IBD Treatment: Targets for the Modern Age –Eric Benchimol (Children’s Hospital of Eastern Ontario)

Goal: Review mucosal healing and best targets to measure to predict prognosis

Treat-to-target:

  • Regular assessment of disease activity using objective outcome measures.
  • Adjust treatment if not accomplishing goal.
  • Proven helpful in rheumatoid arthritis, hypertension, diabetes, and hypercholesterolemia.

Old targets:

  • “Clinical remission”
  • “Feeling better”
  • Indices: PCDAI, CDAI, Harvey-Bradshaw
  • Problem: Active disease is not well-predicted by symptoms or laboratory markers
  • 2nd Problem: Active symptoms not always due to active IBD (could be due to functional complaints)
  • PUCAI score in ulcerative colitis does reflect ulcerative colitis severity fairly well

New Targets

  • High correlation with outcomes
  • Cost-effective
  • Available

Is mucosal healing achievable?   If you were scoped and adjustments made in therapy, then much higher rate (HR >4) of remission. Bougen, Clin Gastroenterol Hepatol 12: 978.  Endoscopy may be best way to assess mucosal healing.  Since it is invasive, efforts have been made to identify surrogate markers.

Treat-to-Target Algorithm

Treat-to-Target Algorithm

Surrogate Markers

  • Ultrasound –can be useful but operator-dependent
  • MRE had 83% accuracy for endoscopic remission: Gastroenterol 2014; 146: 374.
  • Calprotectin not as accurate in children? Am J Gastroenterol 2014; 109: 637. Sensitivity high 97%, specificity for remission 68%
  • CRP –if elevated, higher risk of complications or surgery. However, sensitivity is much lower for disease activity than calprotectin/imaging studies for active disease
  • Drug levels. Therapeutic IFX trough levels (and adalimumab) are highly predictive of mucosal healing.

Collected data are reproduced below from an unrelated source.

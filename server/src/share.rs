use followsweeper_common::models::{Phase, ShareMessage};
use followsweeper_engine::Snapshot;

/// Cast text and a plain-text board for a finished game. `None` while the
/// game is still running.
pub fn share_message(snapshot: &Snapshot) -> Option<ShareMessage> {
    let text = match snapshot.phase {
        Phase::Won => {
            let mentions: Vec<String> = snapshot
                .avoided_avatars
                .iter()
                .flatten()
                .map(|avatar| avatar.mention())
                .collect();
            if mentions.is_empty() {
                "Cleared the board to win 100 points! 🎉".to_string()
            } else {
                format!("Avoided {} to win 100 points! 🎉", mentions.join(" "))
            }
        }
        Phase::Lost => match &snapshot.detonated_avatar {
            Some(avatar) => format!("Got killed by {}, lost 100 points. 💥", avatar.mention()),
            None => "Game over! Lost 100 points. 💥".to_string(),
        },
        Phase::AwaitingFirstMove | Phase::InProgress => return None,
    };

    Some(ShareMessage {
        text,
        board: board_text(snapshot),
        won: snapshot.phase == Phase::Won,
    })
}

pub fn board_text(snapshot: &Snapshot) -> String {
    snapshot
        .cells
        .iter()
        .map(|row| {
            row.iter()
                .map(|cell| match (&cell.avatar, cell.is_mine, cell.is_revealed) {
                    (Some(avatar), _, _) => avatar.mention(),
                    (None, true, _) => "💣".to_string(),
                    (None, false, true) => "✅".to_string(),
                    (None, false, false) => "⬜".to_string(),
                })
                .collect::<Vec<_>>()
                .join(" ")
        })
        .collect::<Vec<_>>()
        .join("\n")
}

#[cfg(test)]
mod tests {
    use followsweeper_common::models::{AvatarRecord, Pos};
    use followsweeper_engine::GameEngine;

    use super::*;

    fn avatar(fid: u64, username: &str) -> AvatarRecord {
        AvatarRecord {
            username: username.to_string(),
            ..AvatarRecord::placeholder(fid)
        }
    }

    #[test]
    fn win_mentions_every_avoided_follower() {
        let mines = [Pos::new(0, 0), Pos::new(1, 1)];
        let avatars = vec![avatar(1, "alice"), avatar(2, "bob")];
        let mut engine = GameEngine::with_mines(2, 2, &mines, avatars).unwrap();
        engine.reveal(Pos::new(0, 1)).unwrap();
        engine.reveal(Pos::new(1, 0)).unwrap();

        let message = share_message(&engine.snapshot()).unwrap();

        assert!(message.won);
        assert_eq!(message.text, "Avoided @alice @bob to win 100 points! 🎉");
        assert_eq!(message.board, "@alice ✅\n✅ @bob");
    }

    #[test]
    fn loss_names_the_killer() {
        let mines = [Pos::new(0, 0), Pos::new(1, 1)];
        let mut engine =
            GameEngine::with_mines(2, 2, &mines, vec![avatar(1, "alice")]).unwrap();
        engine.reveal(Pos::new(1, 1)).unwrap();

        let message = share_message(&engine.snapshot()).unwrap();

        assert!(!message.won);
        assert_eq!(message.text, "Game over! Lost 100 points. 💥");
        assert_eq!(message.board, "@alice ⬜\n⬜ 💣");

        let mut engine =
            GameEngine::with_mines(2, 2, &mines, vec![avatar(1, "alice")]).unwrap();
        engine.reveal(Pos::new(0, 0)).unwrap();
        assert_eq!(
            share_message(&engine.snapshot()).unwrap().text,
            "Got killed by @alice, lost 100 points. 💥"
        );
    }

    #[test]
    fn running_games_have_nothing_to_share() {
        let engine = GameEngine::with_mines(2, 2, &[Pos::new(0, 0)], vec![]).unwrap();

        assert_eq!(share_message(&engine.snapshot()), None);
    }
}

Bottomline (my interpretation): Resolution of clinical symptoms and improvement in bloodwork is not good enough.  When/timing to assess with sensitive surrogate markers is still uncertain.  In many patients, endoscopy is needed to assure adequate improvement; however, in others, a followup imaging study (eg. MRE) or sensitive stool assays may be the best approach.

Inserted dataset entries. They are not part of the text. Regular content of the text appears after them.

use followsweeper_common::models::{self, AvatarRecord, GameParams, GameView, Phase, Pos};
use rand::{Rng, SeedableRng, rngs::StdRng};
use serde::Serialize;
use tracing::{debug, info};

use crate::{Cell, Result, board::Board};

#[derive(Copy, Clone, Debug, PartialEq, Eq)]
pub enum Outcome {
    /// The command was legal but did nothing (revealed or flagged target).
    NoChange,
    /// A first reveal on a flagged cell: mines are now placed and the game is
    /// running, but nothing was uncovered.
    Started,
    Revealed,
    Flagged,
    Unflagged,
    Detonated,
    Won,
    /// The game had already ended; nothing was touched.
    AlreadyOver,
}

impl Outcome {
    pub const fn has_update(self) -> bool {
        use Outcome::*;
        match self {
            NoChange | AlreadyOver => false,
            Started | Revealed | Flagged | Unflagged | Detonated | Won => true,
        }
    }
}

/// What a single command did.
#[derive(Clone, Debug, PartialEq)]
pub struct Report {
    pub outcome: Outcome,
    /// Cells whose player-visible state changed.
    pub changed: Vec<Pos>,
}

impl Report {
    fn unchanged(outcome: Outcome) -> Self {
        Self {
            outcome,
            changed: Vec::new(),
        }
    }
}

/// Read-only projection of a whole game, mines included.
#[derive(Clone, Debug, PartialEq, Serialize)]
pub struct Snapshot {
    pub phase: Phase,
    pub width: usize,
    pub height: usize,
    pub mine_count: usize,
    pub mines_remaining: i64,
    pub cells: Vec<Vec<Cell>>,
    pub detonated_cell: Option<Pos>,
    pub detonated_avatar: Option<AvatarRecord>,
    pub avoided_avatars: Option<Vec<AvatarRecord>>,
}

impl Snapshot {
    pub fn cell(&self, pos: Pos) -> Option<&Cell> {
        let row = usize::try_from(pos.row).ok()?;
        let col = usize::try_from(pos.col).ok()?;
        self.cells.get(row)?.get(col)
    }

    pub fn cells(&self) -> impl Iterator<Item = &Cell> {
        self.cells.iter().flatten()
    }

    /// What the player is allowed to see.
    pub fn view(&self) -> GameView {
        GameView {
            width: self.width,
            height: self.height,
            mines: self.mine_count,
            phase: self.phase,
            mines_remaining: self.mines_remaining,
            field: self
                .cells
                .iter()
                .map(|row| row.iter().map(models::Cell::from).collect())
                .collect(),
            killed_by: self.detonated_avatar.clone(),
            avoided: self.avoided_avatars.clone(),
        }
    }
}

#[derive(Clone, Debug)]
pub struct GameEngine<R = StdRng> {
    board: Board,
    avatars: Vec<AvatarRecord>,
    phase: Phase,
    flagged: usize,
    revealed_safe: usize,
    detonated: Option<usize>,
    rng: R,
}

impl GameEngine<StdRng> {
    pub fn new(params: GameParams, avatars: Vec<AvatarRecord>) -> Result<Self> {
        Self::with_rng(params, avatars, StdRng::from_os_rng())
    }

    /// Builds a game whose mines sit at `mines`, skipping random placement.
    ///
    /// Avatars are assigned to the mines in the order they are listed.
    pub fn with_mines(
        width: usize,
        height: usize,
        mines: &[Pos],
        avatars: Vec<AvatarRecord>,
    ) -> Result<Self> {
        let params = GameParams {
            width,
            height,
            mines: mines.len(),
        };
        let mut engine = Self::with_rng(params, avatars, StdRng::from_os_rng())?;

        let indices = mines
            .iter()
            .map(|&pos| engine.board.index_of(pos))
            .collect::<Result<Vec<_>>>()?;
        engine.board.place_mines_at(&indices, &engine.avatars)?;

        Ok(engine)
    }
}

impl<R: Rng> GameEngine<R> {
    pub fn with_rng(params: GameParams, avatars: Vec<AvatarRecord>, rng: R) -> Result<Self> {
        let board = Board::new(params.width, params.height, params.mines)?;
        debug!(
            "New {}x{} game with {} mines and {} avatars",
            params.width,
            params.height,
            params.mines,
            avatars.len()
        );

        Ok(Self {
            board,
            avatars,
            phase: Phase::AwaitingFirstMove,
            flagged: 0,
            revealed_safe: 0,
            detonated: None,
            rng,
        })
    }

    pub fn phase(&self) -> Phase {
        self.phase
    }

    pub fn is_finished(&self) -> bool {
        self.phase.is_finished()
    }

    pub fn width(&self) -> usize {
        self.board.width()
    }

    pub fn height(&self) -> usize {
        self.board.height()
    }

    pub fn mine_count(&self) -> usize {
        self.board.mine_count()
    }

    pub fn avatars(&self) -> &[AvatarRecord] {
        &self.avatars
    }

    /// Display-only counter; goes negative when the player over-flags.
    pub fn mines_remaining(&self) -> i64 {
        self.board.mine_count() as i64 - self.flagged as i64
    }

    pub fn detonated_cell(&self) -> Option<Pos> {
        self.detonated.map(|index| self.board.pos_of(index))
    }

    pub fn detonated_avatar(&self) -> Option<&AvatarRecord> {
        self.detonated
            .and_then(|index| self.board.cell(index).avatar.as_ref())
    }

    /// Avatars on mines in row-major order, once the game is won.
    pub fn avoided_avatars(&self) -> Option<Vec<AvatarRecord>> {
        (self.phase == Phase::Won).then(|| {
            self.board
                .cells()
                .iter()
                .filter_map(|cell| cell.avatar.clone())
                .collect()
        })
    }

    pub fn cell_view(&self, pos: Pos) -> Result<models::Cell> {
        let index = self.board.index_of(pos)?;
        Ok(self.board.cell(index).into())
    }

    pub fn snapshot(&self) -> Snapshot {
        Snapshot {
            phase: self.phase,
            width: self.board.width(),
            height: self.board.height(),
            mine_count: self.board.mine_count(),
            mines_remaining: self.mines_remaining(),
            cells: self.board.rows().map(<[Cell]>::to_vec).collect(),
            detonated_cell: self.detonated_cell(),
            detonated_avatar: self.detonated_avatar().cloned(),
            avoided_avatars: self.avoided_avatars(),
        }
    }

    pub fn reveal(&mut self, pos: Pos) -> Result<Report> {
        let index = self.board.index_of(pos)?;

        if self.phase.is_finished() {
            return Ok(Report::unchanged(Outcome::AlreadyOver));
        }

        let cell = self.board.cell(index);
        let blocked = cell.is_revealed || cell.is_flagged;

        // The first reveal starts the game even when it lands on a flag; the
        // flagged cell is still kept clear of mines.
        let starting = self.phase == Phase::AwaitingFirstMove;
        if starting {
            if !self.board.mines_placed() {
                self.board
                    .place_random_mines(index, &self.avatars, &mut self.rng);
            }
            self.phase = Phase::InProgress;
        }

        if blocked {
            let outcome = if starting {
                Outcome::Started
            } else {
                Outcome::NoChange
            };
            return Ok(Report::unchanged(outcome));
        }

        if self.board.cell(index).is_mine {
            return Ok(self.detonate(index));
        }

        let revealed = self.flood_reveal(index);
        self.revealed_safe += revealed.len();
        let changed = revealed
            .into_iter()
            .map(|index| self.board.pos_of(index))
            .collect();

        let outcome = if self.revealed_safe == self.board.safe_cell_count() {
            self.phase = Phase::Won;
            info!("Game won with {} flags placed", self.flagged);
            Outcome::Won
        } else {
            Outcome::Revealed
        };

        Ok(Report { outcome, changed })
    }

    pub fn toggle_flag(&mut self, pos: Pos) -> Result<Report> {
        let index = self.board.index_of(pos)?;

        if self.phase.is_finished() {
            return Ok(Report::unchanged(Outcome::AlreadyOver));
        }

        let cell = self.board.cell_mut(index);
        if cell.is_revealed {
            return Ok(Report::unchanged(Outcome::NoChange));
        }

        cell.is_flagged = !cell.is_flagged;
        let outcome = if cell.is_flagged {
            self.flagged += 1;
            Outcome::Flagged
        } else {
            self.flagged -= 1;
            Outcome::Unflagged
        };

        Ok(Report {
            outcome,
            changed: vec![pos],
        })
    }

    /// Reveals the connected zero region around `start` plus its numbered
    /// border. Flagged cells and mines are never touched.
    fn flood_reveal(&mut self, start: usize) -> Vec<usize> {
        let mut revealed = Vec::new();
        let mut pending = vec![start];

        while let Some(index) = pending.pop() {
            let cell = self.board.cell_mut(index);
            if cell.is_revealed || cell.is_flagged || cell.is_mine {
                continue;
            }

            cell.is_revealed = true;
            let is_zero = cell.adjacent_mines == 0;
            revealed.push(index);

            if is_zero {
                pending.extend(self.board.neighbors(index).filter(|&neighbor| {
                    let cell = self.board.cell(neighbor);
                    !cell.is_revealed && !cell.is_flagged
                }));
            }
        }

        revealed
    }

    fn detonate(&mut self, index: usize) -> Report {
        self.detonated = Some(index);
        self.phase = Phase::Lost;

        let mines: Vec<usize> = self.board.mine_indices().collect();
        for &mine in &mines {
            let cell = self.board.cell_mut(mine);
            cell.is_revealed = true;
            if cell.is_flagged {
                cell.is_flagged = false;
                self.flagged -= 1;
            }
        }

        info!(
            "Mine detonated at {}, revealed {} mines",
            self.board.pos_of(index),
            mines.len()
        );

        Report {
            outcome: Outcome::Detonated,
            changed: mines
                .into_iter()
                .map(|mine| self.board.pos_of(mine))
                .collect(),
        }
    }
}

A related story (from AGA’s Today in Medicine email feed & pointed out to me by Ben Gold) indicates that estimation of clinical symptoms is not accurate:

Survey Suggests Severity Of IBD Is Underestimated By Gastroenterologists.

MedPage Today (10/31, Walsh, 186K) reports that survey results presented at a medical conference indicate that “the severity of inflammatory bowel disease is significantly underestimated by gastroenterologists.” Researchers found that “a total of 55% and 67% of physicians who participated in a web-based survey rated cases of Crohn’s disease and ulcerative colitis as being mild when they were actually moderate.” Meanwhile, “for case studies that represented severe disease, 76% and 81% of the physicians gave ratings of either moderate or mild for Crohn’s disease and ulcerative colitis, respectively.”

 

Related blog posts:

Risk Stratification in Pediatric IBD: Are we there yet? Jeffrey Hyams (Connecticut Children’s

Initially, Dr. Hyams described the exploding head syndrome; many attendees might have thought they had this due to information/”big data” overload, but this syndrome is a sleep disorder/parasomnia event.  Here’s a link to the image from his talk.  Then, Dr. Hyams reviewed data on risk stratification:

  • Mutations: Some genetic mutations are associated with disease severity
  • Still needed: specific pediatric data
  • Microbiome: Some profiles associated as prognostic factors in pediatric RISK study
  • Early anti-TNF associated with improved outcomes (using propensity analysis) Gastroenterol 2014; 146: 383.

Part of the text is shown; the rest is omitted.